AIM OF THE EXERCISE:
Work through the records that follow and return each line containing the word "PriceProviders".

RECORDS PROVIDED:
BEGIN

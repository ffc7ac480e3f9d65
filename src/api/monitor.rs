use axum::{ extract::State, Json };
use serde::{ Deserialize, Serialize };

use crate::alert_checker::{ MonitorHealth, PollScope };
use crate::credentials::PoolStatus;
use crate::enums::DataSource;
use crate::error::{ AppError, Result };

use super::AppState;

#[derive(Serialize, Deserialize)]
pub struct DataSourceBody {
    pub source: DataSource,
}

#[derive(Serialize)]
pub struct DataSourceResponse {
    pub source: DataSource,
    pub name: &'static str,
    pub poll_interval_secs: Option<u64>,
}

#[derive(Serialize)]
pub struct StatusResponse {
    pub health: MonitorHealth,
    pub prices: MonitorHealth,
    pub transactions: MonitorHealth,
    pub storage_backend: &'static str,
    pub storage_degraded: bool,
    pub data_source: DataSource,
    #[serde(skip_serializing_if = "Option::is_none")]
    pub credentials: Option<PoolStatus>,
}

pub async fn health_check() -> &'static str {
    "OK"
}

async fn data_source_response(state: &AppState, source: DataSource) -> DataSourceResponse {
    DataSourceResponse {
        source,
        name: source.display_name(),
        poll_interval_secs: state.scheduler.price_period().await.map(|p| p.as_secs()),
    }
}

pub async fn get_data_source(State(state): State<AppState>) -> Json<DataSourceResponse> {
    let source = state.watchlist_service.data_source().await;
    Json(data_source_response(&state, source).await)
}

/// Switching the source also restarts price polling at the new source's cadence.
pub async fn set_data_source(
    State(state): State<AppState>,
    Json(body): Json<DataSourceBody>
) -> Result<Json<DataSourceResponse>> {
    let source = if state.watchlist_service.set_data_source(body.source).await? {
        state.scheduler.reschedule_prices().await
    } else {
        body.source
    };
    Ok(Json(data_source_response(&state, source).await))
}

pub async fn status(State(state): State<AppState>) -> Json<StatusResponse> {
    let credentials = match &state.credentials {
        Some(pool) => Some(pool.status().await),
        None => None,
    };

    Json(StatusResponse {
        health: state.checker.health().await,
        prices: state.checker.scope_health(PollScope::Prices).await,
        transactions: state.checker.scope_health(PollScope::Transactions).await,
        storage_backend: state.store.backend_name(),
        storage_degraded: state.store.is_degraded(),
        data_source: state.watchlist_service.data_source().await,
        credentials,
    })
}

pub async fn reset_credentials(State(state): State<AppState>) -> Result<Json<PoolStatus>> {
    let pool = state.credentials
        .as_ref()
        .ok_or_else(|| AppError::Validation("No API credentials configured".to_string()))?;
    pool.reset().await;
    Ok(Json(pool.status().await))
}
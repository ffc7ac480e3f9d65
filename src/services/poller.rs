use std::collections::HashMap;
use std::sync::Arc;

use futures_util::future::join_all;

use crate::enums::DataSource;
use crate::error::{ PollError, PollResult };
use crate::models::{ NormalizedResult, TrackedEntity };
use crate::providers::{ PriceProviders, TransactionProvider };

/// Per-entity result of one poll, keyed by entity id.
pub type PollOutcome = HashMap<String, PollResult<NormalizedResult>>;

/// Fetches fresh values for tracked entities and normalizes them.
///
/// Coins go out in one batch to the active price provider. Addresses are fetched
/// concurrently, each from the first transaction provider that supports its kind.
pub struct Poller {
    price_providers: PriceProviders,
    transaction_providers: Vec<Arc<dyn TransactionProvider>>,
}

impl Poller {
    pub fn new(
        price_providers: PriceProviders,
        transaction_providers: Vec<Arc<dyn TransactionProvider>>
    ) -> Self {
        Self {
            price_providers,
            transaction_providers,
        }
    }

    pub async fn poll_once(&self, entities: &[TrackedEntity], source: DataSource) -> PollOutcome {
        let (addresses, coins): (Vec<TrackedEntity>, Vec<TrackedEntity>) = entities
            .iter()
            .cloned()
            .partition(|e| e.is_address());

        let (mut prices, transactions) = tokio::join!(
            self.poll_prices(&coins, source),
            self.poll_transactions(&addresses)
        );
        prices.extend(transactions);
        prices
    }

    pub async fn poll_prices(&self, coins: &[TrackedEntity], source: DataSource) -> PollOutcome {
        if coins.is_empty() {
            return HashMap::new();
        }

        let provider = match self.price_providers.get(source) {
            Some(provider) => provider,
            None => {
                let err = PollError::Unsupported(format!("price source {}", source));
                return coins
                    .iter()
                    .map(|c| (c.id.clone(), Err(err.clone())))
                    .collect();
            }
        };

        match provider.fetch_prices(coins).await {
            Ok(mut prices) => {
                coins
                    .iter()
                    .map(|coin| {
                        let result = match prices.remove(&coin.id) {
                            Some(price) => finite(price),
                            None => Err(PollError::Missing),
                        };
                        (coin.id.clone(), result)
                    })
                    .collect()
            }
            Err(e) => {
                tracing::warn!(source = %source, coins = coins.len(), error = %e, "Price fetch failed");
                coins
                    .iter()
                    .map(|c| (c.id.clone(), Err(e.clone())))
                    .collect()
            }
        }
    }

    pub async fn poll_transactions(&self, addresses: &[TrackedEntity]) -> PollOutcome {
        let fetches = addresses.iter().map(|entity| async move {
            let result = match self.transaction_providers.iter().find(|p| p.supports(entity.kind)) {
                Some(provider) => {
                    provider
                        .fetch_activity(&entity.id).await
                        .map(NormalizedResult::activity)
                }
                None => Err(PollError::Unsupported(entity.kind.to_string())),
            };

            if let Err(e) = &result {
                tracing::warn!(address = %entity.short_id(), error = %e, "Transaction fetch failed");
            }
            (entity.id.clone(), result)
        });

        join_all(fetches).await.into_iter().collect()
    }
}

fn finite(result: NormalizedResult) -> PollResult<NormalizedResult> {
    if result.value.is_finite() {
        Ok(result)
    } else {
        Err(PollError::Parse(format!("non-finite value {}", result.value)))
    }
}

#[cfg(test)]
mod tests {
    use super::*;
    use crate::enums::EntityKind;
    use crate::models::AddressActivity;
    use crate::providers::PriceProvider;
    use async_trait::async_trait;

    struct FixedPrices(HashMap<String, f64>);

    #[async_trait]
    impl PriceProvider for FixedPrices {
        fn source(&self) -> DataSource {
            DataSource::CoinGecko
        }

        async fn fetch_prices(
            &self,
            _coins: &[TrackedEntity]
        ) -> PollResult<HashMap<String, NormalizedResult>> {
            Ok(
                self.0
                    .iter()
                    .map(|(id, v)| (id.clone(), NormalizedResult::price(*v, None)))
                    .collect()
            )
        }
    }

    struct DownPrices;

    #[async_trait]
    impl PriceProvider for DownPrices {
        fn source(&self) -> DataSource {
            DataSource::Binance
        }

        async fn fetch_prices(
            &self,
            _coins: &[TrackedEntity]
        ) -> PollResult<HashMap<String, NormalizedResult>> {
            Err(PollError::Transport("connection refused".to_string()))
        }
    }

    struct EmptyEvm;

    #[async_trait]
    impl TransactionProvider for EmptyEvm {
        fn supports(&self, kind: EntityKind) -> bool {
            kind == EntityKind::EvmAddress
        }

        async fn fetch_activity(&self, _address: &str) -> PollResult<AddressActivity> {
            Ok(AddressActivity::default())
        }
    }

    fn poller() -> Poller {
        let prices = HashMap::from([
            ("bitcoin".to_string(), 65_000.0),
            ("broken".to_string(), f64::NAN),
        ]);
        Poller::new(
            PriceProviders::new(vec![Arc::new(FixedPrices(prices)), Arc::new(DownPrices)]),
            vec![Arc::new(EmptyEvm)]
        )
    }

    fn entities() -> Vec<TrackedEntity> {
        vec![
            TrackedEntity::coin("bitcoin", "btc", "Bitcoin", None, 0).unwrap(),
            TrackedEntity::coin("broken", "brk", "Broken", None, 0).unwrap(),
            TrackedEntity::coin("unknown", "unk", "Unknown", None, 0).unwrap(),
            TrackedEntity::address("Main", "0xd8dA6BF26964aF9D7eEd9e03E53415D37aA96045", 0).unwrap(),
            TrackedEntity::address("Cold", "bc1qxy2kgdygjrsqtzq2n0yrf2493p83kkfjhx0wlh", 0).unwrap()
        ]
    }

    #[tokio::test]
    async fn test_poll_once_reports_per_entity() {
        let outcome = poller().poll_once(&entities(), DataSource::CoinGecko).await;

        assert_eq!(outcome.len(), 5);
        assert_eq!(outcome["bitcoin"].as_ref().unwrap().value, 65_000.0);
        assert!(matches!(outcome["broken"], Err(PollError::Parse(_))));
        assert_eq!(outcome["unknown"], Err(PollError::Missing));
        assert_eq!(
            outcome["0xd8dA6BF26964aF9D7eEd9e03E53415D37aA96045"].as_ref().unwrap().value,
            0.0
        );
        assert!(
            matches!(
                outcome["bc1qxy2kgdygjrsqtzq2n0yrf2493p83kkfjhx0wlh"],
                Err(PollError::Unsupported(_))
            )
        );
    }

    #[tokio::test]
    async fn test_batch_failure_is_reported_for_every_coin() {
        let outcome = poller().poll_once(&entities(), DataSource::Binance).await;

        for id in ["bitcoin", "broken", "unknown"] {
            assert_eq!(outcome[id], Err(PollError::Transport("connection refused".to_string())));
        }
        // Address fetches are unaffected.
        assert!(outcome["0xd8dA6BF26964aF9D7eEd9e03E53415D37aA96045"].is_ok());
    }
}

END

ANSWER FOR THIS EXERCISE:
use crate::providers::{ PriceProviders, TransactionProvider };
    price_providers: PriceProviders,
        price_providers: PriceProviders,
            PriceProviders::new(vec![Arc::new(FixedPrices(prices)), Arc::new(DownPrices)]),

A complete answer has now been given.